(Java) Spring Security ... just utter confusion.?

My question simply is, who can I talk to to get help with spring security? Is there like a live chat developers help somewhere?

But let me vent so you understand what I mean a little more.

I've got a project set up where I'm running a spring web app, with jboss, and hibernate to a mysql server. I'm doing most of the configuration using annotations. @requestmapping @entity @service ..yaddi yadda. All that's working great.

I've got to the point now where I want to have user logins to my app, users may have roles (basic, admin, etc. ) I'd like to approach this in a professional way instead of some adhoc user managment solution. So I check out spring-security.

Holy cow what a cluster ---- of disorganized garbage. I can get it working, I just have no idea how or why.

I've been working with java professionally for 5 years. I'm no genius, but I'm usually competent. I've been reading through the 20+ chapters of spring-security docs for the last 2 days but whoever wrote it seems to have actively decided to leave out any useful concrete examples of how to do anything.

I've been doing my due diligence trying to google things that confuse me. Yet all I can find is everyone saying the same stupid things "do this and this and it works" "put this string here to make this happen" with no explanations. Magic.

I will gladly stroke your ego for access to your sage wisdom.

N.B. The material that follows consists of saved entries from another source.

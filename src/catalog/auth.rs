//! Authorization hook for schema changes.
//!
//! A connection may carry one [`Authorizer`]. DDL consults it before any
//! storage or catalog mutation; [`AuthDecision::Deny`] fails the statement
//! and [`AuthDecision::Ignore`] turns it into a silent no-op.

use std::fmt;

/// The operation being authorized.
#[derive(Debug, Clone, Copy, PartialEq, Eq, Hash)]
pub enum AuthAction {
    /// Deleting rows; `arg1` is the table name.
    Delete,
    DropIndex,
    DropTempIndex,
    DropTable,
    DropTempTable,
    DropView,
    DropTempView,
    DropTrigger,
    DropTempTrigger,
    DropVTable,
}

impl fmt::Display for AuthAction {
    fn fmt(&self, f: &mut fmt::Formatter<'_>) -> fmt::Result {
        let text = match self {
            AuthAction::Delete => "DELETE",
            AuthAction::DropIndex => "DROP INDEX",
            AuthAction::DropTempIndex => "DROP TEMP INDEX",
            AuthAction::DropTable => "DROP TABLE",
            AuthAction::DropTempTable => "DROP TEMP TABLE",
            AuthAction::DropView => "DROP VIEW",
            AuthAction::DropTempView => "DROP TEMP VIEW",
            AuthAction::DropTrigger => "DROP TRIGGER",
            AuthAction::DropTempTrigger => "DROP TEMP TRIGGER",
            AuthAction::DropVTable => "DROP VIRTUAL TABLE",
        };
        f.write_str(text)
    }
}

#[derive(Debug, Clone, Copy, PartialEq, Eq, Hash)]
pub enum AuthDecision {
    Allow,
    Deny,
    /// Skip the operation without an error.
    Ignore,
}

/// Decides whether a schema operation may proceed.
///
/// `arg1` names the object, `arg2` its parent (the table of an index or
/// trigger, the module of a virtual table) and `db` the database name.
pub trait Authorizer: Send {
    fn check(&self, action: AuthAction, arg1: &str, arg2: Option<&str>, db: &str) -> AuthDecision;
}

impl<F> Authorizer for F
where
    F: Fn(AuthAction, &str, Option<&str>, &str) -> AuthDecision + Send,
{
    fn check(&self, action: AuthAction, arg1: &str, arg2: Option<&str>, db: &str) -> AuthDecision {
        self(action, arg1, arg2, db)
    }
}

#[cfg(test)]
mod tests {
    use super::*;

    #[test]
    fn closures_are_authorizers() {
        let deny_temp = |action: AuthAction, _: &str, _: Option<&str>, db: &str| {
            if db == "temp" || action == AuthAction::DropTempIndex {
                AuthDecision::Deny
            } else {
                AuthDecision::Allow
            }
        };
        let auth: Box<dyn Authorizer> = Box::new(deny_temp);
        assert_eq!(auth.check(AuthAction::DropIndex, "i", Some("t"), "main"), AuthDecision::Allow);
        assert_eq!(auth.check(AuthAction::DropIndex, "i", Some("t"), "temp"), AuthDecision::Deny);
        assert_eq!(AuthAction::DropVTable.to_string(), "DROP VIRTUAL TABLE");
    }
}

mchl_the_citizen2014-03-08T07:03:16Z

Favorite Answer

No silver bullet - no magic. Only first-hand experience from a fellow Java programmer who has done the same as you: gotten lost in the basic questions: What is the problem? What Input is necessary? What is not?
You need to do 2 things to get more done: 1) Scale down your program so that it meets the very essential questions. You have not, from your explanation, developed a potential strategy from the requirements. What are those requirements and what do they really mean? Three books you MUST read are the following bibles:
1) Transaction Processing: Concepts and Techniques. Gray, J. and Reuter, A. Morgan-Kauffman Publishing.
2) Mastering the Requirements Process: Robertson, S. and Robertson, J. Addison Wesley
3) Fundamentals of Software Engineering: Ghezzi, C., Mehdi, J. and Mandrioli, D. Pearson Educational.
ALL professional programmers should have these on their shelves. After you have looked at these bibles, you then should be ready to tackle your problem. I don't have any code in front of me, but using annotations (except @Override and @See) are merely bogging down your code. Using search engines will only get you to specific work-arounds and not to the problem. You will not like this answer. My goal is to give you a path to move forward, not to answer any specific question. Good Luck!